From the first line to the last, copy the material exactly.

═════ Material for the task

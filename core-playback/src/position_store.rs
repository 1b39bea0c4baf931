//! # Position Store
//!
//! Durable per-track resume offsets and the global playback speed, kept in
//! the host's key-value store.
//!
//! Every operation is fire-and-forget for callers: storage failures are
//! logged at `warn` and otherwise ignored. Losing a saved position only means
//! the track resumes from the start.

use bridge_traits::SettingsStore;
use std::sync::Arc;
use tracing::{debug, warn};

use crate::rate::PlaybackRate;

/// Namespace of per-track position keys.
pub const POSITION_KEY_PREFIX: &str = "audio_pos_";

/// Key of the global playback speed.
pub const PLAYBACK_SPEED_KEY: &str = "audio_playback_speed";

/// Settings key holding the saved offset of `uri`.
pub fn position_key(uri: &str) -> String {
    format!("{}{}", POSITION_KEY_PREFIX, urlencoding::encode(uri))
}

#[derive(Clone)]
pub struct PositionStore {
    settings: Arc<dyn SettingsStore>,
}

impl PositionStore {
    pub fn new(settings: Arc<dyn SettingsStore>) -> Self {
        Self { settings }
    }

    pub async fn save(&self, uri: &str, position_ms: u64) {
        let key = position_key(uri);
        if let Err(e) = self
            .settings
            .set_string(&key, &position_ms.to_string())
            .await
        {
            warn!(error = %e, key = %key, "Failed to save playback position");
        }
    }

    /// Saved offset of `uri`, or `None` when absent, unreadable or malformed.
    pub async fn load(&self, uri: &str) -> Option<u64> {
        let key = position_key(uri);
        let raw = match self.settings.get_string(&key).await {
            Ok(value) => value?,
            Err(e) => {
                warn!(error = %e, key = %key, "Failed to read playback position");
                return None;
            }
        };

        let parsed = parse_position(&raw);
        if parsed.is_none() {
            debug!(key = %key, value = %raw, "Ignoring malformed saved position");
        }
        parsed
    }

    pub async fn clear(&self, uri: &str) {
        let key = position_key(uri);
        if let Err(e) = self.settings.delete(&key).await {
            warn!(error = %e, key = %key, "Failed to clear playback position");
        }
    }

    pub async fn save_speed(&self, rate: PlaybackRate) {
        if let Err(e) = self
            .settings
            .set_string(PLAYBACK_SPEED_KEY, &rate.as_f32().to_string())
            .await
        {
            warn!(error = %e, "Failed to save playback speed");
        }
    }

    pub async fn load_speed(&self) -> Option<PlaybackRate> {
        let raw = match self.settings.get_string(PLAYBACK_SPEED_KEY).await {
            Ok(value) => value?,
            Err(e) => {
                warn!(error = %e, "Failed to read playback speed");
                return None;
            }
        };

        match raw.trim().parse::<f32>().map(PlaybackRate::new) {
            Ok(Ok(rate)) => Some(rate),
            _ => {
                debug!(value = %raw, "Ignoring unsupported saved playback speed");
                None
            }
        }
    }
}

impl std::fmt::Debug for PositionStore {
    fn fmt(&self, f: &mut std::fmt::Formatter<'_>) -> std::fmt::Result {
        f.debug_struct("PositionStore").finish_non_exhaustive()
    }
}

/// Accepts integer or fractional milliseconds; rejects negative and non-finite values.
fn parse_position(raw: &str) -> Option<u64> {
    let raw = raw.trim();
    if let Ok(ms) = raw.parse::<u64>() {
        return Some(ms);
    }
    let ms = raw.parse::<f64>().ok()?;
    (ms.is_finite() && ms >= 0.0).then(|| ms.round() as u64)
}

══════════

## Your response
filename core-playback/src/position_store.rs
repository 1b39bea0c4baf931
//! # Position Store
//!
//! Durable per-track resume offsets and the global playback speed, kept in
//! the host's key-value store.
//!
//! Every operation is fire-and-forget for callers: storage failures are
//! logged at `warn` and otherwise ignored. Losing a saved position only means
//! the track resumes from the start.

use bridge_traits::SettingsStore;
use std::sync::Arc;
use tracing::{debug, warn};

use crate::rate::PlaybackRate;

/// Namespace of per-track position keys.
pub const POSITION_KEY_PREFIX: &str = "audio_pos_";

/// Key of the global playback speed.
pub const PLAYBACK_SPEED_KEY: &str = "audio_playback_speed";

/// Settings key holding the saved offset of `uri`.
pub fn position_key(uri: &str) -> String {
    format!("{}{}", POSITION_KEY_PREFIX, urlencoding::encode(uri))
}

#[derive(Clone)]
pub struct PositionStore {
    settings: Arc<dyn SettingsStore>,
}

impl PositionStore {
    pub fn new(settings: Arc<dyn SettingsStore>) -> Self {
        Self { settings }
    }

    pub async fn save(&self, uri: &str, position_ms: u64) {
        let key = position_key(uri);
        if let Err(e) = self
            .settings
            .set_string(&key, &position_ms.to_string())
            .await
        {
            warn!(error = %e, key = %key, "Failed to save playback position");
        }
    }

    /// Saved offset of `uri`, or `None` when absent, unreadable or malformed.
    pub async fn load(&self, uri: &str) -> Option<u64> {
        let key = position_key(uri);
        let raw = match self.settings.get_string(&key).await {
            Ok(value) => value?,
            Err(e) => {
                warn!(error = %e, key = %key, "Failed to read playback position");
                return None;
            }
        };

        let parsed = parse_position(&raw);
        if parsed.is_none() {
            debug!(key = %key, value = %raw, "Ignoring malformed saved position");
        }
        parsed
    }

    pub async fn clear(&self, uri: &str) {
        let key = position_key(uri);
        if let Err(e) = self.settings.delete(&key).await {
            warn!(error = %e, key = %key, "Failed to clear playback position");
        }
    }

    pub async fn save_speed(&self, rate: PlaybackRate) {
        if let Err(e) = self
            .settings
            .set_string(PLAYBACK_SPEED_KEY, &rate.as_f32().to_string())
            .await
        {
            warn!(error = %e, "Failed to save playback speed");
        }
    }

    pub async fn load_speed(&self) -> Option<PlaybackRate> {
        let raw = match self.settings.get_string(PLAYBACK_SPEED_KEY).await {
            Ok(value) => value?,
            Err(e) => {
                warn!(error = %e, "Failed to read playback speed");
                return None;
            }
        };

        match raw.trim().parse::<f32>().map(PlaybackRate::new) {
            Ok(Ok(rate)) => Some(rate),
            _ => {
                debug!(value = %raw, "Ignoring unsupported saved playback speed");
                None
            }
        }
    }
}

impl std::fmt::Debug for PositionStore {
    fn fmt(&self, f: &mut std::fmt::Formatter<'_>) -> std::fmt::Result {
        f.debug_struct("PositionStore").finish_non_exhaustive()
    }
}

/// Accepts integer or fractional milliseconds; rejects negative and non-finite values.
fn parse_position(raw: &str) -> Option<u64> {
    let raw = raw.trim();
    if let Ok(ms) = raw.parse::<u64>() {
        return Some(ms);
    }
    let ms = raw.parse::<f64>().ok()?;
    (ms.is_finite() && ms >= 0.0).then(|| ms.round() as u64)
}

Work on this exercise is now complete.